Saddam Hussein, as you’re no doubt aware, was executed last week. The CT blog has a good roundup of reactions by Christian leaders to the execution; most condemn Saddam’s crimes but maintain that the death penalty isn’t morally appropriate even in such a case. Note that the CT blog hasn’t yet found any statements from the American evangelical world, which I’m guessing would have a different take on the death penalty’s morality here. (If you come across such a statement from an evangelical leader, feel free to note it in the comments below.)
Whatever your take on the death penalty, the CT post has some quotes and links worth reading.

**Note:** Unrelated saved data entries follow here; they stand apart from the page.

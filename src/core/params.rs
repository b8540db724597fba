use serde::{Deserialize, Serialize};

/// Environment variable consulted for the registry token when
/// [`LookupParams::token`] is not set.
pub const TOKEN_ENV: &str = "RECEITAWS_API_TOKEN";

/// Lookup parameters suitable for config files and GUI presets.
#[derive(Debug, Clone, Serialize, Deserialize)]
pub struct LookupParams {
    /// Status-change window, in days, requested from the registry
    pub days: u32,
    /// Per-request timeout in seconds
    pub timeout_secs: u64,
    /// Registry API token; when `None`, `RECEITAWS_API_TOKEN` is consulted
    pub token: Option<String>,
}

impl Default for LookupParams {
    fn default() -> Self {
        Self {
            days: 30,
            timeout_secs: 10,
            token: None,
        }
    }
}

impl LookupParams {
    /// The token to send, if any: the explicit one, else the environment.
    ///
    /// Blank values count as unset, so an empty `RECEITAWS_API_TOKEN`
    /// does not produce an empty Authorization header.
    pub fn resolved_token(&self) -> Option<String> {
        self.token
            .clone()
            .or_else(|| std::env::var(TOKEN_ENV).ok())
            .filter(|t| !t.trim().is_empty())
    }
}

#[cfg(test)]
mod tests {
    use super::*;

    #[test]
    fn defaults() {
        let params = LookupParams::default();
        assert_eq!(params.days, 30);
        assert_eq!(params.timeout_secs, 10);
        assert!(params.token.is_none());
    }

    #[test]
    fn explicit_token_wins() {
        let params = LookupParams {
            token: Some("abc".to_string()),
            ..Default::default()
        };
        assert_eq!(params.resolved_token().as_deref(), Some("abc"));
    }

    #[test]
    fn blank_token_counts_as_unset() {
        let params = LookupParams {
            token: Some("   ".to_string()),
            ..Default::default()
        };
        // Falls through to the environment, which stays untouched here.
        if std::env::var(TOKEN_ENV).is_err() {
            assert!(params.resolved_token().is_none());
        }
    }

    #[test]
    fn serde_round_trip() {
        let params = LookupParams {
            days: 7,
            timeout_secs: 5,
            token: Some("tok".to_string()),
        };
        let json = serde_json::to_string(&params).unwrap();
        let back: LookupParams = serde_json::from_str(&json).unwrap();
        assert_eq!(back.days, 7);
        assert_eq!(back.timeout_secs, 5);
        assert_eq!(back.token.as_deref(), Some("tok"));
    }
}
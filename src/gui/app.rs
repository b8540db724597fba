use super::components::*;
use super::models::CnpjGui;
use crate::gui::logging::{LogEntry, get_log_buffer};
use eframe::egui;
use tracing::Level;

fn format_log_entry(entry: &LogEntry) -> egui::RichText {
    // Special handling for separator entries
    if entry.message.starts_with("---") {
        return egui::RichText::new(&entry.message)
            .color(egui::Color32::from_rgb(255, 165, 0)) // Orange for separators
            .monospace()
            .strong();
    }

    // Special handling for CLI commands
    if entry.target == "cli" {
        return egui::RichText::new(&entry.message)
            .color(egui::Color32::from_rgb(100, 255, 100)) // Green for CLI commands
            .monospace()
            .strong();
    }

    let (color, icon) = match entry.level {
        Level::ERROR => (egui::Color32::from_rgb(255, 100, 100), "❌"),
        Level::WARN => (egui::Color32::from_rgb(255, 200, 100), "⚠️"),
        Level::INFO => (egui::Color32::from_rgb(100, 200, 255), "ℹ️"),
        Level::DEBUG => (egui::Color32::from_rgb(150, 150, 150), "🔍"),
        Level::TRACE => (egui::Color32::from_rgb(100, 100, 100), "🔎"),
    };

    let formatted_text = format!(
        "[{}] {} {}: {}",
        entry.timestamp, icon, entry.level, entry.message
    );

    egui::RichText::new(formatted_text).color(color).monospace()
}

impl eframe::App for CnpjGui {
    fn update(&mut self, ctx: &egui::Context, _frame: &mut eframe::Frame) {
        // Initialize logging on first update
        static INIT: std::sync::Once = std::sync::Once::new();
        INIT.call_once(|| {
            crate::gui::models::init_gui_logging();
        });

        // Dark theme
        let mut style = (*ctx.style()).clone();
        style.visuals.override_text_color = Some(egui::Color32::from_gray(220));
        style.visuals.widgets.noninteractive.bg_fill = egui::Color32::from_rgb(40, 40, 40);
        style.visuals.widgets.inactive.bg_fill = egui::Color32::from_rgb(50, 50, 50);
        style.visuals.widgets.hovered.bg_fill = egui::Color32::from_rgb(60, 60, 60);
        style.visuals.widgets.active.bg_fill = egui::Color32::from_rgb(70, 70, 70);
        style.visuals.panel_fill = egui::Color32::from_rgb(30, 30, 30);
        style.visuals.window_fill = egui::Color32::from_rgb(25, 25, 25);
        style.visuals.faint_bg_color = egui::Color32::from_rgb(45, 45, 45);
        style.visuals.extreme_bg_color = egui::Color32::from_rgb(20, 20, 20);

        ctx.set_style(style);

        egui::TopBottomPanel::top("header").show(ctx, |ui| {
            ui.horizontal(|ui| {
                ui.vertical(|ui| {
                    ui.horizontal(|ui| {
                        ui.label(
                            egui::RichText::new("CNPJFETCH")
                                .size(42.0)
                                .color(egui::Color32::from_gray(220))
                                .strong(),
                        );
                        ui.with_layout(egui::Layout::top_down(egui::Align::Min), |ui| {
                            ui.label(
                                egui::RichText::new(format!("v{} ", env!("CARGO_PKG_VERSION")))
                                    .size(10.0)
                                    .color(egui::Color32::WHITE),
                            );
                            ui.label(
                                egui::RichText::new("MIT - Apache-2.0 License")
                                    .size(10.0)
                                    .color(egui::Color32::from_gray(150)),
                            );
                        });
                    });
                    ui.label(
                        egui::RichText::new("CNPJ REGISTRY LOOKUP - RECEITAWS")
                            .size(12.0)
                            .color(egui::Color32::from_gray(220))
                            .strong(),
                    );
                });
                ui.with_layout(egui::Layout::right_to_left(egui::Align::Center), |ui| {
                    ui.add_enabled_ui(!self.is_processing, |ui| {
                        if ui
                            .button(
                                egui::RichText::new("Run Lookup")
                                    .size(16.0)
                                    .color(egui::Color32::WHITE),
                            )
                            .clicked()
                        {
                            self.run_lookup();
                        }
                    });
                });
            });
        });

        egui::TopBottomPanel::bottom("footer").show(ctx, |ui| {
            FooterComponent::render(ui, self);
        });

        egui::SidePanel::left("left_panel")
            .resizable(false)
            .default_width(220.0)
            .show(ctx, |ui| {
                egui::ScrollArea::vertical()
                    .auto_shrink([false, false])
                    .scroll_bar_visibility(egui::scroll_area::ScrollBarVisibility::AlwaysHidden)
                    .show(ui, |ui| {
                        ui.add_space(10.0);

                        FileSelectionComponent::render(ui, self);

                        ui.separator();

                        LookupOptionsComponent::render(ui, self);

                        ui.add_space(20.0);
                    });
            });

        egui::CentralPanel::default().show(ctx, |ui| {
            // Handle incoming log messages
            let mut has_new_logs = false;
            let log_buffer = get_log_buffer();
            let mut new_messages = Vec::new();
            if let Ok(mut buf) = log_buffer.lock() {
                if !buf.is_empty() {
                    new_messages.extend(buf.drain(..));
                }
            }
            if !new_messages.is_empty() {
                let mut logs = self.log_messages.lock().unwrap();
                logs.extend(new_messages);
                // Keep only last 1000 messages to prevent memory issues
                let len = logs.len();
                if len > 1000 {
                    logs.drain(0..(len - 1000));
                }
                has_new_logs = true;
            }

            // Request repaint if new logs were received or if a lookup is running
            if has_new_logs || self.is_processing {
                ctx.request_repaint();
            }

            // Check for completion of the background lookup
            if let Some(receiver) = &mut self.completion_receiver {
                if let Ok(msg) = receiver.try_recv() {
                    if let Some(start_time) = self.processing_start_time {
                        let duration = start_time.elapsed();
                        self.last_processing_duration = Some(duration);
                        tracing::info!("Lookup completed in {:.2?}", duration);
                    }

                    // Log the completion message instead of setting status
                    tracing::info!("{}", msg);

                    self.is_processing = false;
                    self.processing_start_time = None;
                    self.completion_receiver = None;
                }
            }

            // Per-item progress bar, visible whenever a run has a total
            let progress = self
                .progress
                .lock()
                .map(|p| *p)
                .unwrap_or_default();
            if progress.total > 0 {
                let fraction = progress.done as f32 / progress.total as f32;
                ui.add(
                    egui::ProgressBar::new(fraction)
                        .text(format!("{} of {}", progress.done, progress.total)),
                );
                ui.add_space(5.0);
            }

            ui.horizontal(|ui| {
                ui.label("Log Output");

                // Log level filter buttons
                ui.with_layout(egui::Layout::right_to_left(egui::Align::Center), |ui| {
                    ui.selectable_value(&mut self.min_log_level, tracing::Level::ERROR, "ERROR");
                    ui.selectable_value(&mut self.min_log_level, tracing::Level::WARN, "WARN");
                    ui.selectable_value(&mut self.min_log_level, tracing::Level::INFO, "INFO");
                    ui.selectable_value(&mut self.min_log_level, tracing::Level::DEBUG, "DEBUG");
                    ui.selectable_value(&mut self.min_log_level, tracing::Level::TRACE, "ALL");
                });

                if let Ok(logs) = self.log_messages.lock() {
                    let total_logs = logs.len();
                    let visible_logs = logs
                        .iter()
                        .filter(|entry| {
                            if self.min_log_level == tracing::Level::TRACE {
                                true
                            } else {
                                entry.level == self.min_log_level
                            }
                        })
                        .count();
                    if total_logs > 0 {
                        ui.label(format!("({} visible / {} total)", visible_logs, total_logs));
                    }
                }
            });

            ui.add_space(5.0);

            egui::ScrollArea::vertical()
                .max_height(ui.available_height() - 40.0)
                .show(ui, |ui| {
                    if let Ok(logs) = self.log_messages.lock() {
                        if logs.is_empty() {
                            ui.centered_and_justified(|ui| {
                                ui.label(
                                    egui::RichText::new("No log messages")
                                        .color(egui::Color32::from_gray(120)),
                                );
                            });
                        } else {
                            for entry in logs.iter() {
                                if self.min_log_level == tracing::Level::TRACE
                                    || entry.level == self.min_log_level
                                {
                                    ui.label(format_log_entry(entry));
                                }
                            }
                        }
                    }
                });
        });
    }
}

update: more thoughts and links at In the Agora.


January 2, 2007 at 23:43
Mere Comments has a post by Dr. Lee Podles, a Catholic, strongly disagreeing with the Vatican on calling Saddam’s death sentence a crime in itself. He also attacks the Holy See for what amounts to moral cowardice. The 234 (so far) ensuing comments offer a cross-section of the debate on capital punishment from Protestants to Catholics to Evangelicals.
January 3, 2007 at 19:16
It seems like a Christian leader’s main struggle should be between feeling the justice of seeing a murderer be punished and that murderer’s eternal destiny. A Christian leader would believe that Saddam’s hanging inevitably meant he was on his way to meet God and the rest of eternity. There should be a struggle in all of us between justice and love. Justice is seeing someone receive what is due, while love sees Saddam as a being created by God to love and enjoy God and whose death could mean eternity cut off from that Creator. I struggled and reflected on both on my blog.
January 3, 2007 at 20:41
Saddam was a bully and mass murderer who was tried and convicted in a court of law and then executed according to the law of the land. I know that he was exposed to both Muslim and Christian theology during his life, but rejected both. He played the part of a Muslim martyr at the end to draw on peoples sympathy, but he was simply a sociopathetic killer who felt no remorse (amoral) for the killing of hundreds of innocent women and children. The sentence in this case was not retribution or retaliation, it was justice. He got off easy, wait till he knells and confesses before Almighty God.
January 4, 2007 at 03:01
Ask yourself ” What would Jesus have done?” and the answer is simple.
January 6, 2007 at 06:40
I agree with the comments of RichardH. Even a convicted killer can be saved prior to an execution. Each of us must atone for our sins, especially wanton murder. If Saddam had asked God to forgive him and apologized to all the families, and, like Paul, spent the remainder of his days saving souls, I believe he would have entered Heaven. However, he himself condemned himself to Hell! Andy’s remark “What would Jesus have done?” – I believe He would have left Saddam on his cross to Hell since he never ever acknowledged Jesus. This, the WORST sin before God.